EXERCISE OBJECTIVE: Among the records below, which lines contain the string "filename"? Report them.

MATERIAL SUPPLIED:

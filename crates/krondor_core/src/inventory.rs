use std::io::{Read, Seek};

use serde::{Deserialize, Serialize};
use tracing::debug;

use crate::catalog::ItemCatalog;
use crate::error::{DecodeError, Result};
use crate::reader::LittleEndianReader;
use crate::types::ItemIndex;

pub const ITEM_RECORD_WIDTH: u64 = 4;

#[derive(Debug, Clone, Copy, PartialEq, Eq, Serialize, Deserialize)]
pub enum ItemStatus {
    Activated = 1,
    Broken = 4,
    Repairable = 5,
    Equipped = 6,
    Poisoned = 7,
}

impl ItemStatus {
    pub const ALL: [ItemStatus; 5] = [
        ItemStatus::Activated,
        ItemStatus::Broken,
        ItemStatus::Repairable,
        ItemStatus::Equipped,
        ItemStatus::Poisoned,
    ];

    pub fn as_str(&self) -> &'static str {
        match self {
            Self::Activated => "activated",
            Self::Broken => "broken",
            Self::Repairable => "repairable",
            Self::Equipped => "equipped",
            Self::Poisoned => "poisoned",
        }
    }
}

pub fn check_item_status(status: u8, flag: ItemStatus) -> bool {
    status & (1 << flag as u8) != 0
}

pub fn set_item_status(status: u8, flag: ItemStatus, value: bool) -> u8 {
    let mask = 1 << flag as u8;
    if value { status | mask } else { status & !mask }
}

#[derive(Debug, Clone, PartialEq, Eq, Serialize, Deserialize)]
pub struct InventoryItem {
    pub item: ItemIndex,
    pub name: String,
    /// Condition percentage, or quantity for stackable items.
    pub condition: u8,
    pub status: u8,
    pub modifiers: u8,
}

impl InventoryItem {
    pub fn has_status(&self, flag: ItemStatus) -> bool {
        check_item_status(self.status, flag)
    }

    pub fn statuses(&self) -> Vec<ItemStatus> {
        ItemStatus::ALL
            .into_iter()
            .filter(|s| self.has_status(*s))
            .collect()
    }
}

#[derive(Debug, Clone, PartialEq, Eq, Default, Serialize, Deserialize)]
pub struct Inventory {
    pub capacity: u16,
    pub items: Vec<InventoryItem>,
}

impl Inventory {
    pub fn len(&self) -> usize {
        self.items.len()
    }

    pub fn is_empty(&self) -> bool {
        self.items.is_empty()
    }
}

/// Decode a standalone inventory: item count (u8), capacity (u16), then
/// `capacity` four-byte slots of which only the first `count` are used.
pub fn decode_inventory<R: Read + Seek>(
    r: &mut LittleEndianReader<R>,
    catalog: &dyn ItemCatalog,
) -> Result<Inventory> {
    let item_count = r.read_u8()?;
    let capacity = r.read_u16()?;
    debug!(items = item_count, capacity, "inventory");
    let items = decode_items(r, catalog, item_count, capacity)?;
    Ok(Inventory { capacity, items })
}

/// Decode `item_count` item records then skip the unused slots up to
/// `capacity`.
pub fn decode_items<R: Read + Seek>(
    r: &mut LittleEndianReader<R>,
    catalog: &dyn ItemCatalog,
    item_count: u8,
    capacity: u16,
) -> Result<Vec<InventoryItem>> {
    if u16::from(item_count) > capacity {
        return Err(DecodeError::invariant(
            r.position()?,
            format!("inventory holds {item_count} items but has capacity {capacity}"),
        ));
    }

    let mut items = Vec::with_capacity(usize::from(item_count));
    for _ in 0..item_count {
        let address = r.position()?;
        let item = ItemIndex(r.read_u8()?);
        let definition = catalog.definition(item).ok_or(DecodeError::UnknownItem {
            item: item.0,
            address,
        })?;
        let condition = r.read_u8()?;
        let status = r.read_u8()?;
        let modifiers = r.read_u8()?;
        items.push(InventoryItem {
            item,
            name: definition.name.clone(),
            condition,
            status,
            modifiers,
        });
    }

    let unused = u64::from(capacity - u16::from(item_count));
    r.skip(unused * ITEM_RECORD_WIDTH)?;
    Ok(items)
}
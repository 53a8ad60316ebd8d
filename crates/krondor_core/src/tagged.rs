//! Tagged resource files: a run of chunks, each a four-byte ASCII tag, a
//! little-endian u32 size and the payload. Bit 31 of the size marks a chunk
//! whose payload is itself a run of chunks.

use std::fmt;

use crate::error::{DecodeError, Result};

const CHUNK_HEADER_WIDTH: usize = 8;
const SIZE_MASK: u32 = 0x7fff_ffff;
const NESTED_FLAG: u32 = 0x8000_0000;

#[derive(Debug, Clone, Copy, PartialEq, Eq)]
pub enum DataTag {
    Ads,
    App,
    Bin,
    Dat,
    Gid,
    Map,
    Res,
    Tag,
    Ttm,
    Ver,
}

impl DataTag {
    pub fn bytes(&self) -> &'static [u8; 4] {
        match self {
            Self::Ads => b"ADS:",
            Self::App => b"APP:",
            Self::Bin => b"BIN:",
            Self::Dat => b"DAT:",
            Self::Gid => b"GID:",
            Self::Map => b"MAP:",
            Self::Res => b"RES:",
            Self::Tag => b"TAG:",
            Self::Ttm => b"TT3:",
            Self::Ver => b"VER:",
        }
    }
}

impl fmt::Display for DataTag {
    fn fmt(&self, f: &mut fmt::Formatter<'_>) -> fmt::Result {
        f.write_str(&String::from_utf8_lossy(self.bytes()))
    }
}

/// Payload of the first chunk tagged `tag`, searching nested chunks too.
/// A truncated chunk ends the search.
pub fn find_section(bytes: &[u8], tag: DataTag) -> Option<&[u8]> {
    let wanted = tag.bytes();
    let mut pos = 0;
    while pos + CHUNK_HEADER_WIDTH <= bytes.len() {
        let chunk_tag = &bytes[pos..pos + 4];
        let raw = u32::from_le_bytes([
            bytes[pos + 4],
            bytes[pos + 5],
            bytes[pos + 6],
            bytes[pos + 7],
        ]);
        let start = pos + CHUNK_HEADER_WIDTH;
        let end = start.checked_add((raw & SIZE_MASK) as usize)?;
        let payload = bytes.get(start..end)?;

        if chunk_tag == wanted {
            return Some(payload);
        }
        if raw & NESTED_FLAG != 0
            && let Some(found) = find_section(payload, tag)
        {
            return Some(found);
        }
        pos = end;
    }
    None
}

pub fn require_section(bytes: &[u8], tag: DataTag) -> Result<&[u8]> {
    find_section(bytes, tag).ok_or_else(|| DecodeError::MissingSection(tag.to_string()))
}
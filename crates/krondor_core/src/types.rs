use std::fmt;

use serde::{Deserialize, Serialize};

pub const SKILL_COUNT: usize = 16;
pub const CONDITION_COUNT: usize = 7;
pub const SPELL_BYTES: usize = 6;

pub const SKILL_NAMES: [&str; SKILL_COUNT] = [
    "Health",
    "Stamina",
    "Speed",
    "Strength",
    "Defense",
    "Crossbow",
    "Melee",
    "Casting",
    "Assessment",
    "Armorcraft",
    "Weaponcraft",
    "Barding",
    "Haggling",
    "Lockpick",
    "Scouting",
    "Stealth",
];

pub const CONDITION_NAMES: [&str; CONDITION_COUNT] = [
    "Sick",
    "Plagued",
    "Poisoned",
    "Drunk",
    "Healing",
    "Starving",
    "Near Death",
];

#[derive(Debug, Clone, Copy, PartialEq, Eq, PartialOrd, Ord, Hash, Serialize, Deserialize)]
#[serde(transparent)]
pub struct ZoneNumber(pub u8);

#[derive(Debug, Clone, Copy, PartialEq, Eq, PartialOrd, Ord, Hash, Serialize, Deserialize)]
#[serde(transparent)]
pub struct CharIndex(pub u8);

#[derive(Debug, Clone, Copy, PartialEq, Eq, PartialOrd, Ord, Hash, Serialize, Deserialize)]
#[serde(transparent)]
pub struct ItemIndex(pub u8);

/// Dialog key linking a record to script or dialog content.
#[derive(Debug, Clone, Copy, PartialEq, Eq, Hash, Serialize, Deserialize)]
#[serde(transparent)]
pub struct KeyTarget(pub u32);

impl fmt::Display for KeyTarget {
    fn fmt(&self, f: &mut fmt::Formatter<'_>) -> fmt::Result {
        write!(f, "0x{:x}", self.0)
    }
}

/// Currency in royals. Ten royals make a sovereign.
#[derive(Debug, Clone, Copy, PartialEq, Eq, PartialOrd, Ord, Serialize, Deserialize)]
#[serde(transparent)]
pub struct Royals(pub u32);

impl Royals {
    pub fn sovereigns(self) -> u32 {
        self.0 / 10
    }

    pub fn remaining_royals(self) -> u32 {
        self.0 % 10
    }
}

impl fmt::Display for Royals {
    fn fmt(&self, f: &mut fmt::Formatter<'_>) -> fmt::Result {
        write!(f, "{}s {}r", self.sovereigns(), self.remaining_royals())
    }
}

const TICKS_PER_DAY: u32 = 0xa8c0;
const TICKS_PER_HOUR: u32 = 0x708;
const TICKS_PER_MINUTE: u32 = 0x1e;

/// Game time in ticks.
#[derive(Debug, Clone, Copy, PartialEq, Eq, PartialOrd, Ord, Serialize, Deserialize)]
#[serde(transparent)]
pub struct Time(pub u32);

impl Time {
    pub fn days(self) -> u32 {
        self.0 / TICKS_PER_DAY
    }

    pub fn hour(self) -> u32 {
        (self.0 % TICKS_PER_DAY) / TICKS_PER_HOUR
    }

    pub fn minutes(self) -> u32 {
        (self.0 % TICKS_PER_HOUR) / TICKS_PER_MINUTE
    }
}

impl fmt::Display for Time {
    fn fmt(&self, f: &mut fmt::Formatter<'_>) -> fmt::Result {
        write!(
            f,
            "day {} {:02}:{:02}",
            self.days(),
            self.hour(),
            self.minutes()
        )
    }
}

#[derive(Debug, Clone, Copy, PartialEq, Eq, Serialize, Deserialize)]
pub struct WorldClock {
    pub time: Time,
    pub time_last_slept: Time,
}

#[derive(Debug, Clone, Copy, PartialEq, Eq, Serialize, Deserialize)]
pub struct GamePosition {
    pub x: u32,
    pub y: u32,
}

#[derive(Debug, Clone, Copy, PartialEq, Eq, Serialize, Deserialize)]
pub struct Location {
    pub zone: ZoneNumber,
    pub tile: (u8, u8),
    pub position: GamePosition,
    pub heading: u16,
}

/// Reference to a building-interior scene hotspot, e.g. `12B`.
#[derive(Debug, Clone, Copy, PartialEq, Eq, Serialize, Deserialize)]
pub struct HotspotRef {
    pub gds_number: u8,
    pub gds_char: char,
}

impl HotspotRef {
    /// Scene characters are stored as 0 or 1 for `A`, then counting up.
    pub fn from_raw(gds_number: u8, raw_char: u32) -> Self {
        let offset = raw_char.saturating_sub(1).min(25) as u8;
        Self {
            gds_number,
            gds_char: char::from(b'A' + offset),
        }
    }
}

impl fmt::Display for HotspotRef {
    fn fmt(&self, f: &mut fmt::Formatter<'_>) -> fmt::Result {
        write!(f, "{}{}", self.gds_number, self.gds_char)
    }
}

TASK OUTPUT:
filename crates/krondor_core/src/inventory.rs
filename crates/krondor_core/src/tagged.rs
filename crates/krondor_core/src/types.rs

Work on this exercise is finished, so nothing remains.